REQUIRED WORK:
Print every line below that comes at or after the line containing "let posterior = &mut self.arms[arm];", exactly as written.

DATA SHOWN:
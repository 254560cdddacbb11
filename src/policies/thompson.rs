use super::Policy;

use rand::rngs::SmallRng;
use rand_distr::{Beta, Distribution};
use std::cmp::Ordering;

#[derive(Clone, Debug)]
struct BetaPosterior {
    alpha: f64,
    beta: f64,
}

impl Default for BetaPosterior {
    fn default() -> Self {
        // uniform prior
        Self {
            alpha: 1.0,
            beta: 1.0,
        }
    }
}

/// Beta-Bernoulli Thompson sampling. Rewards are clamped to [0, 1] before
/// the posterior update, so the posterior parameters stay valid.
#[derive(Clone, Debug)]
pub struct ThompsonSampling {
    arms: Vec<BetaPosterior>,
}

impl ThompsonSampling {
    pub fn new(arms: usize) -> Self {
        Self {
            arms: vec![BetaPosterior::default(); arms],
        }
    }
}

impl Policy for ThompsonSampling {
    fn choose(&mut self, _t: usize, rng: &mut SmallRng) -> usize {
        // sample from each arm's posterior and select the best statistic
        self.arms
            .iter()
            .enumerate()
            .filter_map(|(arm, posterior)| {
                Beta::new(posterior.alpha, posterior.beta)
                    .ok()
                    .map(|dist| (arm, dist.sample(rng)))
            })
            .max_by(|(_, a), (_, b)| a.partial_cmp(b).unwrap_or(Ordering::Equal))
            .map(|(arm, _)| arm)
            .unwrap_or(0)
    }

    fn update(&mut self, arm: usize, reward: f64) {
        let reward = reward.clamp(0.0, 1.0);
        let posterior = &mut self.arms[arm];
        posterior.alpha += reward;
        posterior.beta += 1.0 - reward;
    }
}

ANSWER TO THIS EXERCISE:
        let posterior = &mut self.arms[arm];
        posterior.alpha += reward;
        posterior.beta += 1.0 - reward;
    }
}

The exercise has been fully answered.